#### PROVIDED RECORDS ####
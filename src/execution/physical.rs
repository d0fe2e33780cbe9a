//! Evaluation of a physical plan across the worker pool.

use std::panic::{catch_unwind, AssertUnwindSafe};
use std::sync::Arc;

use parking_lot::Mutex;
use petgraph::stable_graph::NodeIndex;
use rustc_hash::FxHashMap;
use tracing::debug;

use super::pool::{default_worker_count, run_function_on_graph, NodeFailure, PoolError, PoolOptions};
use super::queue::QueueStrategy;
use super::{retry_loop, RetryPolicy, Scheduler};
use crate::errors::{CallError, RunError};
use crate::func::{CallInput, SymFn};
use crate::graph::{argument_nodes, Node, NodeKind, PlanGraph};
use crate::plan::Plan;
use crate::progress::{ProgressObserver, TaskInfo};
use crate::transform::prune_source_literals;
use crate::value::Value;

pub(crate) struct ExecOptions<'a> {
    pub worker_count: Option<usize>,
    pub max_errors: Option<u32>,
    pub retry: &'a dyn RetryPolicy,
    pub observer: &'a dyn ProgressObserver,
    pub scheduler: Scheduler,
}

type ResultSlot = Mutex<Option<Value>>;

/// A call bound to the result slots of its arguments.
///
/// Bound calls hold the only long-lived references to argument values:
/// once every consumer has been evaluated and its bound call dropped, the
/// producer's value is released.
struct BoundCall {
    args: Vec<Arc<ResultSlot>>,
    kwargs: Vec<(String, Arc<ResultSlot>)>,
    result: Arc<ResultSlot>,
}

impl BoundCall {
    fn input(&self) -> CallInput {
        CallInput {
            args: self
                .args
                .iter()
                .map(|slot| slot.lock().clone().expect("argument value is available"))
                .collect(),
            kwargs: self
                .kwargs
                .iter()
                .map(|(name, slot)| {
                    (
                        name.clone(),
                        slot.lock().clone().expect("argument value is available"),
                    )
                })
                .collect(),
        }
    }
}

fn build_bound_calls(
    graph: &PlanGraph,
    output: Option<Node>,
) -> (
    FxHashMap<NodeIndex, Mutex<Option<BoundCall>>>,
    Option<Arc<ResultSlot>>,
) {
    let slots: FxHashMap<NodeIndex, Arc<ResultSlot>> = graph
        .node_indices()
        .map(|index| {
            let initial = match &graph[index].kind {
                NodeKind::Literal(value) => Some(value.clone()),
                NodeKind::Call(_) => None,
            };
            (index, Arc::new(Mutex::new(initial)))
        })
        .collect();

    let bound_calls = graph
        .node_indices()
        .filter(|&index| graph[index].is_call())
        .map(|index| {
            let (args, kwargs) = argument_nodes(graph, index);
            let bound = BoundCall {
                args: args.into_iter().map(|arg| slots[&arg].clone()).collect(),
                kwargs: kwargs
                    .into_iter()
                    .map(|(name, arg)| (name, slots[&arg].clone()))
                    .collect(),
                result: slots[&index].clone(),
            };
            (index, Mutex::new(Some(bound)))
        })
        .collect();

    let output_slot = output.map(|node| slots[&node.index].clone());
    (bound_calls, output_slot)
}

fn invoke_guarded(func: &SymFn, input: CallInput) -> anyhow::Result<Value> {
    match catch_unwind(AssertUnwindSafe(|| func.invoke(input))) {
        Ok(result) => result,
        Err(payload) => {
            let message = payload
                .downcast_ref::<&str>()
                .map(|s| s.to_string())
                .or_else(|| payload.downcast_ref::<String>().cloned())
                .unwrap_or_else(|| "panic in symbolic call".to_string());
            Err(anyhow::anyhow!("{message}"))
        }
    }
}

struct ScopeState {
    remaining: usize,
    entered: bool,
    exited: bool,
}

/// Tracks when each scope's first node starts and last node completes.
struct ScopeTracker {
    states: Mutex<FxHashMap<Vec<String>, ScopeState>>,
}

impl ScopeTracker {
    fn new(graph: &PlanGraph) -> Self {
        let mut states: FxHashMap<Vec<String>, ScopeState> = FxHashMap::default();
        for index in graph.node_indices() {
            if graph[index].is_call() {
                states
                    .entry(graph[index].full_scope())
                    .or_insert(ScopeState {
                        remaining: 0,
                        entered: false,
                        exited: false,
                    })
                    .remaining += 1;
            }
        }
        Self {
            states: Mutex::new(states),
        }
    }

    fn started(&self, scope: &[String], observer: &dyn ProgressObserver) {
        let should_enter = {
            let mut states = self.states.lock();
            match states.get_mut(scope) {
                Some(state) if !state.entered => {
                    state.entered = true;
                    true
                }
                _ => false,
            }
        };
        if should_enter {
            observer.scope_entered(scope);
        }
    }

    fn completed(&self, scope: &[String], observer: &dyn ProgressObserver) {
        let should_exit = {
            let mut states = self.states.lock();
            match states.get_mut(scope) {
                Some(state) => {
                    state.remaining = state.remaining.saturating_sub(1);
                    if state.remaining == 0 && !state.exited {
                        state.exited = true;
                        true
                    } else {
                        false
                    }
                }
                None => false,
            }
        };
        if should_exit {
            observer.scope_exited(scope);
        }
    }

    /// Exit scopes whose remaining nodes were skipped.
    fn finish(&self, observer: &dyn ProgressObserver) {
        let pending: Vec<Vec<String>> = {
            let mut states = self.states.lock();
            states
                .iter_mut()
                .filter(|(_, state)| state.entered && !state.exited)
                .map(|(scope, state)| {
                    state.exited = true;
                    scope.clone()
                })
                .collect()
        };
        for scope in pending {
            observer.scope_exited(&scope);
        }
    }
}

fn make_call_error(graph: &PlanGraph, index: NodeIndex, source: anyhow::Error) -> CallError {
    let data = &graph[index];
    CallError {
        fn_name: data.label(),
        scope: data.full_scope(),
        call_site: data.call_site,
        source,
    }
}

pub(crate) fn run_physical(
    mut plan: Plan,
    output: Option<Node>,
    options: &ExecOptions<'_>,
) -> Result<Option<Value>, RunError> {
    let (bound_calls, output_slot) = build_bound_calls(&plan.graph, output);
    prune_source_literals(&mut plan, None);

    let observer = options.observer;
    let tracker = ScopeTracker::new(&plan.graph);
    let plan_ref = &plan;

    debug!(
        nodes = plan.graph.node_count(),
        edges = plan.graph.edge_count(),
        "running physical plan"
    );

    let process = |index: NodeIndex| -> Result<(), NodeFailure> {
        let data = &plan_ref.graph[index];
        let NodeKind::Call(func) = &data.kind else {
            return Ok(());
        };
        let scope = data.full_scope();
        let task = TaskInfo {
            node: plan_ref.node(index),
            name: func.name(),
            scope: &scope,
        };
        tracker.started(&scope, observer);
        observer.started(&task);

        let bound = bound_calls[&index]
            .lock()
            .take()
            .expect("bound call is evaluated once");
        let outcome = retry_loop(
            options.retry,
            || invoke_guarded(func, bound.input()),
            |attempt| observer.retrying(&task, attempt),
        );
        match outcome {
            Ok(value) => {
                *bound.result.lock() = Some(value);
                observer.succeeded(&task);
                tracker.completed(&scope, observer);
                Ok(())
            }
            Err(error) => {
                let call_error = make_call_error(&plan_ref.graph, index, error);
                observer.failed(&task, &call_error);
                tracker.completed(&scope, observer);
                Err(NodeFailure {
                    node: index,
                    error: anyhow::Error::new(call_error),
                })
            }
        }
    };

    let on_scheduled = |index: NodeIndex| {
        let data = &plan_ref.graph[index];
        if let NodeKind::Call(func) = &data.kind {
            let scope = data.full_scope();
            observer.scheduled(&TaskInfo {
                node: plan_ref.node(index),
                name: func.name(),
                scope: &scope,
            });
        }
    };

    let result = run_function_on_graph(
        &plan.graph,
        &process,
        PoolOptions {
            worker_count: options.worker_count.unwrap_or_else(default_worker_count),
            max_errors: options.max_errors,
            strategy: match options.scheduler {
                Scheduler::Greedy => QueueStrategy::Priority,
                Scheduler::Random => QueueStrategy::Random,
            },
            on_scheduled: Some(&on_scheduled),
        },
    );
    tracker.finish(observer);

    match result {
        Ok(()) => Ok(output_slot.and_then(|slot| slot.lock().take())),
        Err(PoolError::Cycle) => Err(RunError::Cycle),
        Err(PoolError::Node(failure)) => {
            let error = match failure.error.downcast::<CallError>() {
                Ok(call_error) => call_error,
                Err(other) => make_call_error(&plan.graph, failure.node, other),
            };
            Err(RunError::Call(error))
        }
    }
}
####
> _PROBLEM_: Find each line of the data above that holds the word "expect", then copy it.

> _RESPONSE_:
                .map(|slot| slot.lock().clone().expect("argument value is available"))
                        slot.lock().clone().expect("argument value is available"),
            .expect("bound call is evaluated once");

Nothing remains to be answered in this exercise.